# Combining Data Remapping and Voltage/Frequency Scaling of Second Level Memory for Energy Reduction in Embedded Systems

Sudarshan K. Srinivasan, Jun Cheol Park and Vincent J. Mooney III School of Electrical and Computer Engineering Georgia Institute of Technology, Atlanta, GA-30332 {darshan, jcpark, mooney}@ece.gatech.edu

### Abstract

In this paper we show that the energy reductions obtained from using two techniques, data remapping and voltage/frequency scaling of off-chip bus and memory, combine to provide interesting trade offs between energy, execution time and power. Both methods aim to reduce the energy consumed by the memory subsystem. Data remapping is a fully automatic compile time technique applicable to pointer-intensive dynamic applications. Voltage/frequency scaling of off-chip memory is a technique applied at the hardware level. When combined together, energy reductions can be as high as 46%. The improvements are verified in the context of two OLDEN pointer-centric benchmarks, namely Perimeter and Health.

# **1** Introduction

In embedded systems, memory is a significant power/energy sink, often consuming as much as half of the total power/energy [2]. In this paper we focus on simultaneously applying a hardware technique and a compile time technique in order to obtain significant energy savings. Our target processor is an ARM-like processor. The two methods we apply are data remapping (compile time technique) and voltage/frequency scaling of the off-chip bus and memory.

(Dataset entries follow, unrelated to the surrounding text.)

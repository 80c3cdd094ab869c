use std::process::Command;

fn main() {
    // git version for the startup banner
    let git_hash = Command::new("git")
        .args(["describe", "--tags", "--always", "--dirty"])
        .output()
        .ok()
        .filter(|output| output.status.success())
        .and_then(|output| String::from_utf8(output.stdout).ok())
        .map(|hash| hash.trim().to_string())
        .unwrap_or_else(|| "unknown".to_string());

    println!("cargo:rustc-env=GIT_HASH={}", git_hash);

    // audio extraction shells out to ffmpeg/ffprobe at runtime
    for tool in ["ffmpeg", "ffprobe"] {
        if Command::new(tool).arg("-version").output().is_err() {
            println!("cargo:warning={} not found in PATH, audio extraction will fail at runtime", tool);
        }
    }
}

An embedded system usually consists at least of a processor (including L1 cache), off-chip memory and off-chip bus. The off-chip components are highly capacitive. This causes them to consume close to half of the digital system power (where digital system power is the power consumed by the processor plus memory). Slowing down the off-chip memory by scaling the voltage and frequency[19, 20, 15] can be used to reduce the energy consumed by the off-chip memory. But slowing down the off-chip memory will also reduce performance.

Data remapping[11, 10] is a compile time technique. It is used to remapp the application's data layout so that data elements that are accessed contemporaneously are placed together in memory. Remapping improves spatial locality and thus reduces cache misses. Cache misses are expensive in terms of performance. Remapping leads to a reduction in the execution time and energy.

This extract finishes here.